▼

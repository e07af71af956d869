use std::str::FromStr;

use async_trait::async_trait;
use solana_sdk::instruction::{AccountMeta, Instruction};
use solana_sdk::pubkey::Pubkey;

use crate::builder::{compile_message, BuildRequest, BuiltTransaction, VenueBuilder};
use crate::error::{AppError, Result};

pub const PROGRAM_ID: &str = "LBUZKhRxPF3XUpBCjp4YzTKgLccjZhTSDM9YuVaPwxo";

const WSOL_MINT: &str = "So11111111111111111111111111111111111111112";

const SWAP_DISCRIMINATOR: [u8; 8] = [248, 198, 158, 145, 225, 117, 135, 200];
const COMPUTE_UNITS: u32 = 180_000;

/// DLMM venue. Like Raydium, an explicit pool (lb pair) address is
/// required on the intent.
pub struct MeteoraBuilder;

impl MeteoraBuilder {
    fn swap_instruction(
        &self,
        req: &BuildRequest,
        source_mint: &Pubkey,
        dest_mint: &Pubkey,
        amount_in: u64,
        min_amount_out: u64,
    ) -> Result<Instruction> {
        let program = Pubkey::from_str(PROGRAM_ID)
            .map_err(|e| AppError::Build(format!("bad program constant: {}", e)))?;
        let lb_pair = req
            .pool
            .ok_or_else(|| AppError::Build("meteora requires an lb pair address".into()))?;

        let user_source =
            spl_associated_token_account::get_associated_token_address(&req.wallet, source_mint);
        let user_destination =
            spl_associated_token_account::get_associated_token_address(&req.wallet, dest_mint);

        let accounts = vec![
            AccountMeta::new(lb_pair, false),
            AccountMeta::new(user_source, false),
            AccountMeta::new(user_destination, false),
            AccountMeta::new_readonly(req.wallet, true),
            AccountMeta::new_readonly(spl_token::id(), false),
        ];

        let mut data = SWAP_DISCRIMINATOR.to_vec();
        data.extend_from_slice(&amount_in.to_le_bytes());
        data.extend_from_slice(&min_amount_out.to_le_bytes());

        Ok(Instruction { program_id: program, accounts, data })
    }
}

#[async_trait]
impl VenueBuilder for MeteoraBuilder {
    async fn build_buy(&self, req: &BuildRequest) -> Result<BuiltTransaction> {
        let wsol = Pubkey::from_str(WSOL_MINT)
            .map_err(|e| AppError::Build(format!("bad WSOL constant: {}", e)))?;

        let create_ata =
            spl_associated_token_account::instruction::create_associated_token_account_idempotent(
                &req.wallet,
                &req.wallet,
                &req.mint,
                &spl_token::id(),
            );
        let swap = self.swap_instruction(req, &wsol, &req.mint, req.sol_lamports, 0)?;

        let message = compile_message(
            &req.wallet,
            COMPUTE_UNITS,
            req.priority_fee_micro_lamports,
            vec![create_ata, swap],
            req.recent_blockhash,
        )?;

        Ok(BuiltTransaction { message, quote: None })
    }

    async fn build_sell(&self, req: &BuildRequest) -> Result<BuiltTransaction> {
        let wsol = Pubkey::from_str(WSOL_MINT)
            .map_err(|e| AppError::Build(format!("bad WSOL constant: {}", e)))?;

        let swap = self.swap_instruction(req, &req.mint, &wsol, req.token_amount, 0)?;

        let message = compile_message(
            &req.wallet,
            COMPUTE_UNITS,
            req.priority_fee_micro_lamports,
            vec![swap],
            req.recent_blockhash,
        )?;

        Ok(BuiltTransaction { message, quote: None })
    }
}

▲

* Exercise: For every line of the data above that contains "accounts", copy that line.

* Expected answer:
        let accounts = vec![
        Ok(Instruction { program_id: program, accounts, data })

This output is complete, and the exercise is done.